Each line below that includes the word "match" is to be reported.

[Start of Attachment]

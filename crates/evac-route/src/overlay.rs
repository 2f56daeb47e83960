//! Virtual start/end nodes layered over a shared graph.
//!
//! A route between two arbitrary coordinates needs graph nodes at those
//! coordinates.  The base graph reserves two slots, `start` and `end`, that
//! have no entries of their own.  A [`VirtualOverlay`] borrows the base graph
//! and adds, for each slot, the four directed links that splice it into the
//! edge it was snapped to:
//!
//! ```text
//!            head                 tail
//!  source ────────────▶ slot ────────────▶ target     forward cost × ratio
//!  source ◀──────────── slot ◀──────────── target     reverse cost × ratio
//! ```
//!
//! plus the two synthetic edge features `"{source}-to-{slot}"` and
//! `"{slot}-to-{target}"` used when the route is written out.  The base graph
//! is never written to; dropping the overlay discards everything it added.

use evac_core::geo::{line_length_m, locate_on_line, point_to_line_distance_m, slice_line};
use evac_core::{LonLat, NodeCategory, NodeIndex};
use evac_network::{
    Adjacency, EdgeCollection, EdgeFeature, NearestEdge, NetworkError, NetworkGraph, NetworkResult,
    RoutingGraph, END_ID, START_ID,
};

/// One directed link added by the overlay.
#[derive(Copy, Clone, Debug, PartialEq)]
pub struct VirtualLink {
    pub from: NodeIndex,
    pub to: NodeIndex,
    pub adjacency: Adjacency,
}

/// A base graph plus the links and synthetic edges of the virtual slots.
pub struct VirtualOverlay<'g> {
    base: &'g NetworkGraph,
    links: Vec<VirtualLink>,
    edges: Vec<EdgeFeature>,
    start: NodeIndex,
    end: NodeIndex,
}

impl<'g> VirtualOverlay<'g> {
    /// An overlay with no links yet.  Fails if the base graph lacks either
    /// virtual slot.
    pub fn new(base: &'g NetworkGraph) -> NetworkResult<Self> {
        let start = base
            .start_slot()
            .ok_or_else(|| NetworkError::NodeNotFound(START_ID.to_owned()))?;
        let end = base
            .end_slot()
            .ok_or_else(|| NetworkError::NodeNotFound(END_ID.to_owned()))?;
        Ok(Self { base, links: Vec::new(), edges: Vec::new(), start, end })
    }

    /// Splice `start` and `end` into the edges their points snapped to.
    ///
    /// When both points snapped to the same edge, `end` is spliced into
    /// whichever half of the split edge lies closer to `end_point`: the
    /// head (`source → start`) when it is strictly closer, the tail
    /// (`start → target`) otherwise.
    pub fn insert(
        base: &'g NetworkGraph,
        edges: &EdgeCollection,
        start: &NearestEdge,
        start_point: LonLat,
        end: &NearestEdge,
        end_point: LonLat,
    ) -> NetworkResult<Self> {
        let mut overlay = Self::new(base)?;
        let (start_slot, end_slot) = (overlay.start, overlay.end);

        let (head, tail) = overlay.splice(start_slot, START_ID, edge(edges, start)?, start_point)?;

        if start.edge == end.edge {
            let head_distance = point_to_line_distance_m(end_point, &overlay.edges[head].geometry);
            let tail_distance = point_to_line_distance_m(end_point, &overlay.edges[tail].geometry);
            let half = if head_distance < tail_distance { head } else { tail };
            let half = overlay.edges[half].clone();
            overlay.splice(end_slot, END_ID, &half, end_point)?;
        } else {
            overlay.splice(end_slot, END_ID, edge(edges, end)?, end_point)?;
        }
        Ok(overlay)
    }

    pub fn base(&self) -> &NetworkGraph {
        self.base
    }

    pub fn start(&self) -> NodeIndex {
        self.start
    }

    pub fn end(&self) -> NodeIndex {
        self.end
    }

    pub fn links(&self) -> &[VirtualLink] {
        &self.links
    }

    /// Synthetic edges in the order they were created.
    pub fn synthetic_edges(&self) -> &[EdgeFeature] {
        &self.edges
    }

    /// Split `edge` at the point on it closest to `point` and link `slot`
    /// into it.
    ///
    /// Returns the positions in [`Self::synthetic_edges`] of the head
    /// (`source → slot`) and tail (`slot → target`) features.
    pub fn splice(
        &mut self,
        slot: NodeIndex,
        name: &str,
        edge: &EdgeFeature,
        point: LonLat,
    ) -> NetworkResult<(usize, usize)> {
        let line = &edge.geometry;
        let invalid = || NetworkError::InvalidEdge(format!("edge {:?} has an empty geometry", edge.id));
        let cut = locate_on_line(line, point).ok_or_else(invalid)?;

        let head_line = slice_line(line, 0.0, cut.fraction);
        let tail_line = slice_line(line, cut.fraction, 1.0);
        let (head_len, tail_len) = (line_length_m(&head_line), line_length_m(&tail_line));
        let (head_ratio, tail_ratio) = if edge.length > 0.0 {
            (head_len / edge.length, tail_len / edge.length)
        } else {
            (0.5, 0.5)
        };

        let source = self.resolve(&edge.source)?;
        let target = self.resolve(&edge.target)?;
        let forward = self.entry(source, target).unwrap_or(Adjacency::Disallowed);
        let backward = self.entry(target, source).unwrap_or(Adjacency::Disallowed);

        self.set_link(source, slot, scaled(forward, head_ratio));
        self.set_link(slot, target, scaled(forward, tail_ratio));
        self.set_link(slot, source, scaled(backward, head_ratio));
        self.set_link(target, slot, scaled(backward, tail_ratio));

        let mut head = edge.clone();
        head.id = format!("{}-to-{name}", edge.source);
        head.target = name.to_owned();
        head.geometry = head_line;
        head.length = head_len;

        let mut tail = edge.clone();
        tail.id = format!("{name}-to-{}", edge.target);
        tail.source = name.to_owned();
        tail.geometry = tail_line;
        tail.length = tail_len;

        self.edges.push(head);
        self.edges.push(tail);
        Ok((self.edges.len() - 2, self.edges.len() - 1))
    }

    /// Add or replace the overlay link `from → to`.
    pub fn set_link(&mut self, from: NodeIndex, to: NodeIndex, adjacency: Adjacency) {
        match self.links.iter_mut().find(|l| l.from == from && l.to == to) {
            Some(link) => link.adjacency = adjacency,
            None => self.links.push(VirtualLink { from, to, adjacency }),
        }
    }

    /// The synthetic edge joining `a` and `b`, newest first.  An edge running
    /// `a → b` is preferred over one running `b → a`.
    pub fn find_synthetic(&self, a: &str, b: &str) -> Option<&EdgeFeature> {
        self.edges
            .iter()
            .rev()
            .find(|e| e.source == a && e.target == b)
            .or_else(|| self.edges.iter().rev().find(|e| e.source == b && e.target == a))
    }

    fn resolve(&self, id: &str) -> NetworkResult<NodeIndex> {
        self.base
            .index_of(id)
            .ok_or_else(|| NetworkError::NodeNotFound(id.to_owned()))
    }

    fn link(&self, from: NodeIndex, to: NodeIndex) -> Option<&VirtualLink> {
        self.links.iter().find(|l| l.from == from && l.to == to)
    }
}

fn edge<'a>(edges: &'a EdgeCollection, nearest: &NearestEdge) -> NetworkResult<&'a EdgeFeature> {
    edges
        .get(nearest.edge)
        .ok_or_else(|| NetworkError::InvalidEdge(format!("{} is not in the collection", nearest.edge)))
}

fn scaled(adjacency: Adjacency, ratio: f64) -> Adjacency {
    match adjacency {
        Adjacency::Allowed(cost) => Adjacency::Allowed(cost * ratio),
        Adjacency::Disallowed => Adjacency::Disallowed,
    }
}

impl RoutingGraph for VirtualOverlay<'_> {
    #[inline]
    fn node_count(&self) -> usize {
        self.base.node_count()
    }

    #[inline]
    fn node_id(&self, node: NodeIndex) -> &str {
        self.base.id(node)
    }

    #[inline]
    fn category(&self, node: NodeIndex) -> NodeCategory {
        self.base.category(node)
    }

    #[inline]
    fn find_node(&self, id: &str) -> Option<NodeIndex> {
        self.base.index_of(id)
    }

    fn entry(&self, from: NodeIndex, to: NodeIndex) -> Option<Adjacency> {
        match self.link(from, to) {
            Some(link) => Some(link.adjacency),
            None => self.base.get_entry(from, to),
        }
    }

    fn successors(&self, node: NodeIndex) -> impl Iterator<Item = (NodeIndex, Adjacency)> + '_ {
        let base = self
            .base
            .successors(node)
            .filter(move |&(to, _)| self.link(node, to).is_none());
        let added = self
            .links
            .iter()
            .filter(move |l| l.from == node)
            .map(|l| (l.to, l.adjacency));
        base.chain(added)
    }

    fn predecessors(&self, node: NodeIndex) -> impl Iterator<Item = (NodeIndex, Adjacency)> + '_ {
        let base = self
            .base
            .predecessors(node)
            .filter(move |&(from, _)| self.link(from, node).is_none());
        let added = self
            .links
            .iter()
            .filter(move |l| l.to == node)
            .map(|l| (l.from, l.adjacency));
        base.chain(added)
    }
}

[End of Attachment]

◆ Answer below:
        match self.links.iter_mut().find(|l| l.from == from && l.to == to) {
    match adjacency {
        match self.link(from, to) {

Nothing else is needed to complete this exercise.